◆ **WHAT THE EXERCISE ASKS**
Copy, from the material below, each line where "Some" shows up.

◆ **RECORDS FOR THIS TASK**
######
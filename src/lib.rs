//! The library pieces of the `wheel-build` binary.

pub mod console_utils;
pub mod opt;

use miette::{IntoDiagnostic, WrapErr};
use wheel_build_package::{PackageBuilder, PackageOutput, verify_wheel};

use crate::opt::App;

/// Build the wheel described by the command-line options.
///
/// Returns the output of the builder; its `path` is absolute.
pub fn build_from_args(args: &App) -> miette::Result<PackageOutput> {
    let mut builder = PackageBuilder::from_path(&args.source, args.package_config())
        .into_diagnostic()
        .wrap_err_with(|| format!("failed to read source '{}'", args.source.display()))?;

    if let Some(name) = &args.name {
        builder = builder.with_name(name);
    }
    if let Some(version) = &args.version_override {
        builder = builder.with_version(version);
    }
    if !args.metadata.is_empty() {
        builder = builder.with_project_metadata(args.metadata.project_metadata());
    }

    let output = builder
        .build(&args.output_dir)
        .into_diagnostic()
        .wrap_err("failed to build wheel")?;

    if args.verify {
        let verified = verify_wheel(&output.path).into_diagnostic()?;
        tracing::info!(
            "Verified RECORD of {} ({} members)",
            output.path.display(),
            verified.members.len()
        );
    }

    Ok(output)
}
//! The in-memory manifest: every archive member and its bytes, in write order

use std::path::{Component, Path};

use crate::files::{SourceFile, SourceUnit};
use crate::metadata::{
    CoreMetadataBuilder, METADATA_FILE, PackageIdentity, ProjectMetadata, WHEEL_FILE,
    WheelFileBuilder,
};
use crate::{PackageError, PythonTag, Result};

/// One member of the wheel
#[derive(Debug, Clone, PartialEq, Eq)]
pub struct ManifestEntry {
    /// Path inside the archive, always with `/` separators
    pub archive_path: String,

    /// The member's bytes
    pub content: Vec<u8>,
}

impl ManifestEntry {
    /// Create an entry from an archive path and its content
    pub fn new(archive_path: impl Into<String>, content: impl Into<Vec<u8>>) -> Self {
        Self {
            archive_path: archive_path.into(),
            content: content.into(),
        }
    }

    /// Read a source file from disk
    pub fn from_source_file(file: &SourceFile) -> Result<Self> {
        let content = fs_err::read(&file.source).map_err(|e| PackageError::ReadSource {
            path: file.source.clone(),
            source: e,
        })?;
        Ok(Self::new(archive_path(&file.destination)?, content))
    }
}

/// Turn a relative destination into an archive member name (`/`-separated)
pub fn archive_path(relative: &Path) -> Result<String> {
    let mut parts = Vec::new();
    for component in relative.components() {
        match component {
            Component::Normal(part) => parts.push(
                part.to_str()
                    .ok_or_else(|| PackageError::InvalidArchivePath(relative.to_path_buf()))?,
            ),
            Component::CurDir => {}
            _ => return Err(PackageError::InvalidArchivePath(relative.to_path_buf())),
        }
    }
    Ok(parts.join("/"))
}

/// Builds the ordered list of members for a wheel, `RECORD` excluded
///
/// Source files come first in traversal order, followed by `METADATA` and `WHEEL`.
pub struct ManifestBuilder<'a> {
    unit: &'a SourceUnit,
    identity: &'a PackageIdentity,
    project: ProjectMetadata,
    tag: PythonTag,
}

impl<'a> ManifestBuilder<'a> {
    /// Create a manifest builder for the given source and identity
    pub fn new(unit: &'a SourceUnit, identity: &'a PackageIdentity) -> Self {
        Self {
            unit,
            identity,
            project: ProjectMetadata::default(),
            tag: PythonTag::default(),
        }
    }

    /// Set summary and description for `METADATA`
    pub fn with_project_metadata(mut self, project: ProjectMetadata) -> Self {
        self.project = project;
        self
    }

    /// Set the interpreter tag written into `WHEEL`
    pub fn with_tag(mut self, tag: PythonTag) -> Self {
        self.tag = tag;
        self
    }

    /// Read all source files and render the metadata records
    pub fn build(self) -> Result<Vec<ManifestEntry>> {
        let mut entries = self
            .unit
            .files()
            .iter()
            .map(ManifestEntry::from_source_file)
            .collect::<Result<Vec<_>>>()?;

        tracing::debug!("Read {} source files", entries.len());

        let dist_info = self.identity.dist_info_dir();

        let metadata = CoreMetadataBuilder::new(self.identity)
            .with_project_metadata(&self.project)
            .build();
        entries.push(ManifestEntry::new(
            format!("{dist_info}/{METADATA_FILE}"),
            metadata,
        ));

        let wheel = WheelFileBuilder::new().with_tag(self.tag).build();
        entries.push(ManifestEntry::new(format!("{dist_info}/{WHEEL_FILE}"), wheel));

        Ok(entries)
    }
}

/// Build the manifest with default settings (universal tag, no description)
pub fn build(unit: &SourceUnit, identity: &PackageIdentity) -> Result<Vec<ManifestEntry>> {
    ManifestBuilder::new(unit, identity).build()
}

#[cfg(test)]
mod tests {
    use super::*;
    use fs_err as fs;
    use std::path::PathBuf;

    #[test]
    fn test_archive_path() -> Result<()> {
        assert_eq!(
            archive_path(&PathBuf::from("mypkg").join("sub").join("mod.py"))?,
            "mypkg/sub/mod.py"
        );
        assert_eq!(archive_path(Path::new("./tool.py"))?, "tool.py");
        assert!(archive_path(Path::new("../escape.py")).is_err());
        Ok(())
    }

    #[test]
    fn test_manifest_order() -> Result<()> {
        let temp_dir = tempfile::tempdir()?;
        let pkg = temp_dir.path().join("mypkg");
        fs::create_dir_all(pkg.join("sub"))?;
        fs::write(pkg.join("__init__.py"), "__version__ = \"0.1\"\n")?;
        fs::write(pkg.join("sub/__init__.py"), "")?;
        fs::write(pkg.join("core.py"), "x = 1\n")?;

        let unit = crate::resolve(&pkg)?;
        let identity = crate::metadata::infer(&unit)?;
        let entries = build(&unit, &identity)?;

        let paths: Vec<&str> = entries.iter().map(|e| e.archive_path.as_str()).collect();
        assert_eq!(
            paths,
            vec![
                "mypkg/__init__.py",
                "mypkg/core.py",
                "mypkg/sub/__init__.py",
                "mypkg-0.1.dist-info/METADATA",
                "mypkg-0.1.dist-info/WHEEL",
            ]
        );
        assert_eq!(entries[1].content, b"x = 1\n");

        let metadata = String::from_utf8_lossy(&entries[3].content);
        assert!(metadata.contains("Version: 0.1\n"));

        Ok(())
    }

    #[test]
    fn test_single_module_is_placed_at_root() -> Result<()> {
        let temp_dir = tempfile::tempdir()?;
        let module = temp_dir.path().join("tool.py");
        fs::write(&module, "")?;

        let unit = crate::resolve(&module)?;
        let identity = PackageIdentity::new("tool", "1.0")?;
        let entries = ManifestBuilder::new(&unit, &identity)
            .with_tag(PythonTag::Py3)
            .build()?;

        assert_eq!(entries.len(), 3);
        assert_eq!(entries[0].archive_path, "tool.py");
        let wheel = String::from_utf8_lossy(&entries[2].content);
        assert!(wheel.ends_with("Tag: py3-none-any\n"));

        Ok(())
    }
}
######
◆ **EXPECTED ANSWER**
    if let Some(name) = &args.name {
    if let Some(version) = &args.version_override {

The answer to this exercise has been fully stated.